ZEC dismisses Prof Moyo’s allegation­s

- Farirai Machivenyi­ka Senior Reporter

THE Zimbabwe Electoral Commission (ZEC) is carrying out a second round of the de-duplicatio­n exercise of the voters’ roll to deal with people who registered during inspection of the BVR and expects to finish the process soon.

ZEC said this in a statement while responding to questions following allegation­s made by Professor Jonathan Moyo on his Twitter handle, accusing the electoral body of manipulati­ng the voters’ roll to ensure ZANU-PF’s victory in the elections.

The elections management body carried another round of voter registrati­on alongside the inspection of the BVR early this month. The provisiona­l voters’ roll had been establishe­d following the BVR exercise that was carried out since August last year. Prof Moyo made a number of allegation­s that included use of Chinese military experts to manipulate the voters’ roll and creation of new polling stations to accommodat­e ghost voters.

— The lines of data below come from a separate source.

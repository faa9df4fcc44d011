//! Migration planner: orders table creation so every statement will succeed.
//!
//! The planner validates a [`SchemaSpec`] against itself and the set of tables
//! that already exist, then orders tables by foreign-key dependency:
//!
//! ```text
//! -- This fails:
//! CREATE TABLE vote (... REFERENCES "user" (id));  -- "user" doesn't exist!
//! CREATE TABLE "user" (...);
//!
//! -- This works:
//! CREATE TABLE "user" (...);
//! CREATE TABLE vote (... REFERENCES "user" (id));
//! ```
//!
//! Independent tables keep their declaration order. A foreign key is created
//! inline with its table when the referenced table exists or is planned
//! earlier; otherwise it is deferred to an `AddConstraint` after every
//! `CreateTable`. Foreign-key cycles are rejected.

use crate::{MigrationOperation, PlanError};
use indexmap::IndexMap;
use plinth_schema::{ConstraintSpec, SchemaSpec, TableSpec};
use plinth_sql::PG_IDENT_MAX;
use std::collections::{BTreeSet, HashSet};

/// Compute the operations that bring the namespace from `current` to `spec`.
///
/// Tables already in `current` are left alone (their columns are not
/// compared). Fails before emitting anything if `spec` is invalid or its
/// foreign keys form a cycle.
pub fn plan(
    spec: &SchemaSpec,
    current: &BTreeSet<String>,
) -> Result<Vec<MigrationOperation>, PlanError> {
    let tables = validate(spec, current)?;
    let ordered = order_tables(&tables)?;

    let mut available: HashSet<&str> = current.iter().map(String::as_str).collect();
    let mut creates = Vec::new();
    let mut deferred = Vec::new();

    for table in ordered {
        if current.contains(&table.name) {
            // Existing tables only pick up foreign keys to tables this plan creates,
            // which cannot exist yet.
            for fk in table.foreign_keys() {
                if tables.contains_key(fk.references_table.as_str())
                    && !current.contains(&fk.references_table)
                {
                    let constraint = ConstraintSpec::ForeignKey(fk.clone());
                    deferred.push(add_constraint(spec, &table.name, constraint));
                }
            }
            continue;
        }

        let mut inline = table.clone();
        inline.constraints.clear();
        for constraint in &table.constraints {
            match constraint {
                ConstraintSpec::ForeignKey(fk)
                    if fk.references_table != table.name
                        && !available.contains(fk.references_table.as_str()) =>
                {
                    deferred.push(add_constraint(spec, &table.name, constraint.clone()));
                }
                _ => inline.constraints.push(constraint.clone()),
            }
        }

        available.insert(&table.name);
        creates.push(MigrationOperation::CreateTable {
            schema: spec.namespace.clone(),
            table: inline,
        });
    }

    let ops: Vec<MigrationOperation> = creates.into_iter().chain(deferred).collect();
    for op in &ops {
        tracing::debug!(operation = %op, "planned");
    }
    Ok(ops)
}

fn add_constraint(spec: &SchemaSpec, table: &str, constraint: ConstraintSpec) -> MigrationOperation {
    MigrationOperation::AddConstraint {
        schema: spec.namespace.clone(),
        table: table.to_string(),
        constraint,
    }
}

/// Check names, columns, foreign-key targets and types.
///
/// Returns the tables indexed by name, in declaration order.
fn validate<'s>(
    spec: &'s SchemaSpec,
    current: &BTreeSet<String>,
) -> Result<IndexMap<&'s str, &'s TableSpec>, PlanError> {
    check_identifier_lengths(spec)?;

    let mut tables: IndexMap<&str, &TableSpec> = IndexMap::new();
    for table in &spec.tables {
        if tables.insert(table.name.as_str(), table).is_some() {
            return Err(PlanError::DuplicateTable {
                table: table.name.clone(),
            });
        }
    }

    for table in &spec.tables {
        let mut seen = HashSet::new();
        for col in &table.columns {
            if !seen.insert(col.name.as_str()) {
                return Err(PlanError::DuplicateColumn {
                    table: table.name.clone(),
                    column: col.name.clone(),
                });
            }
        }

        for constraint in &table.constraints {
            let constraint_name = constraint.name(&table.name);
            if constraint.columns().is_empty() {
                return Err(PlanError::EmptyConstraint {
                    table: table.name.clone(),
                    constraint: constraint_name,
                });
            }
            for column in constraint.columns() {
                if table.get_column(column).is_none() {
                    return Err(PlanError::UnknownColumn {
                        table: table.name.clone(),
                        constraint: constraint_name,
                        column: column.clone(),
                    });
                }
            }

            let Some(fk) = constraint.as_foreign_key() else {
                continue;
            };

            if fk.columns.len() != fk.references_columns.len() {
                return Err(PlanError::ForeignKeyArity {
                    table: table.name.clone(),
                    constraint: constraint_name,
                    columns: fk.columns.len(),
                    references: fk.references_columns.len(),
                });
            }

            let Some(target) = tables.get(fk.references_table.as_str()) else {
                if current.contains(&fk.references_table) {
                    // Declared elsewhere; its columns are not known here.
                    continue;
                }
                return Err(PlanError::ForeignKeyTargetNotFound {
                    table: table.name.clone(),
                    constraint: constraint_name,
                    target: fk.references_table.clone(),
                });
            };

            let missing: Vec<String> = fk
                .references_columns
                .iter()
                .filter(|c| target.get_column(c).is_none())
                .cloned()
                .collect();
            if !missing.is_empty() {
                return Err(PlanError::ForeignKeyColumnsNotFound {
                    table: table.name.clone(),
                    constraint: constraint_name,
                    target: target.name.clone(),
                    columns: missing,
                });
            }

            for (column, target_column) in fk.columns.iter().zip(&fk.references_columns) {
                let (Some(col), Some(target_col)) =
                    (table.get_column(column), target.get_column(target_column))
                else {
                    continue;
                };
                if !col.column_type.is_fk_compatible(&target_col.column_type) {
                    return Err(PlanError::TypeMismatch {
                        table: table.name.clone(),
                        constraint: constraint_name,
                        column: column.clone(),
                        column_type: col.column_type,
                        target: target.name.clone(),
                        target_column: target_column.clone(),
                        target_type: target_col.column_type,
                    });
                }
            }
        }
    }

    Ok(tables)
}

/// Schema, table and column names must fit in a Postgres identifier.
///
/// The server truncates longer names, after which the catalog no longer
/// matches the spec and every run would plan the same tables again.
/// Constraint names are truncated on our side instead.
fn check_identifier_lengths(spec: &SchemaSpec) -> Result<(), PlanError> {
    let check = |name: &str| {
        if name.len() > PG_IDENT_MAX {
            Err(PlanError::IdentifierTooLong {
                name: name.to_string(),
                limit: PG_IDENT_MAX,
            })
        } else {
            Ok(())
        }
    };

    check(&spec.namespace)?;
    for table in &spec.tables {
        check(&table.name)?;
        for col in &table.columns {
            check(&col.name)?;
        }
        for fk in table.foreign_keys() {
            check(&fk.references_table)?;
            for column in &fk.references_columns {
                check(column)?;
            }
        }
    }
    Ok(())
}

/// Topologically order tables by foreign-key dependency.
///
/// Among tables whose dependencies are all placed, the earliest declared goes
/// first. Self-references are not dependencies.
fn order_tables<'s>(
    tables: &IndexMap<&'s str, &'s TableSpec>,
) -> Result<Vec<&'s TableSpec>, PlanError> {
    let deps: Vec<Vec<usize>> = tables
        .values()
        .map(|table| {
            table
                .foreign_keys()
                .filter(|fk| fk.references_table != table.name)
                .filter_map(|fk| tables.get_index_of(fk.references_table.as_str()))
                .collect()
        })
        .collect();

    let mut placed = vec![false; tables.len()];
    let mut ordered = Vec::with_capacity(tables.len());

    while ordered.len() < tables.len() {
        let ready = (0..tables.len())
            .find(|&i| !placed[i] && deps[i].iter().all(|&d| placed[d]));

        match ready {
            Some(i) => {
                placed[i] = true;
                ordered.push(tables[i]);
            }
            None => {
                return Err(PlanError::CyclicDependency {
                    tables: find_cycle(tables, &deps, &placed),
                });
            }
        }
    }

    Ok(ordered)
}

/// Walk unplaced dependencies from the first unplaced table until a table
/// repeats. Every unplaced table has at least one unplaced dependency, so the
/// walk always closes a cycle.
fn find_cycle(tables: &IndexMap<&str, &TableSpec>, deps: &[Vec<usize>], placed: &[bool]) -> Vec<String> {
    let mut path: Vec<usize> = Vec::new();
    let mut current = placed.iter().position(|p| !p);

    while let Some(i) = current {
        if let Some(start) = path.iter().position(|&p| p == i) {
            let mut cycle: Vec<String> = path[start..]
                .iter()
                .map(|&p| tables[p].name.clone())
                .collect();
            cycle.push(tables[i].name.clone());
            return cycle;
        }
        path.push(i);
        current = deps[i].iter().copied().find(|&d| !placed[d]);
    }

    path.iter().map(|&p| tables[p].name.clone()).collect()
}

In the statement yesterday, ZEC denied that it had already availed a physical copy of the voters’ roll to ZANU-PF.

“That is false and mischievou­s (that ZEC has availed the voters’ roll to ZANU-PF). The voters’ roll will be furnished to all political parties and candidates once the commission avails it in line with the provisions of the (Electoral) Act. At the moment, we are doing a second round of de-duplicatio­n using AFIS after we had registrant­s during the inspection of the BVR, we expect to be finished very soon.”

The elections management body denied that there were Chinese experts that had been seconded to work with them.

“That is false, we do not have any Chinese nationals working with ZEC in any capacity,” said ZEC. “The allegation­s are purely malicious.” ZEC denied allegation­s that they were going to create new polling stations and described the accusation­s also as malicious. These are purely malicious allegation­s and meant to cause alarm and despondenc­y and are not even worthy to respond to,” said ZEC.

ZEC said they were not setting up new polling stations, but were creating sub-polling stations within the traditiona­l ones. The sub-polling stations are meant to deal with areas where the voters’ threshold in a particular polling area exceeds the set limit.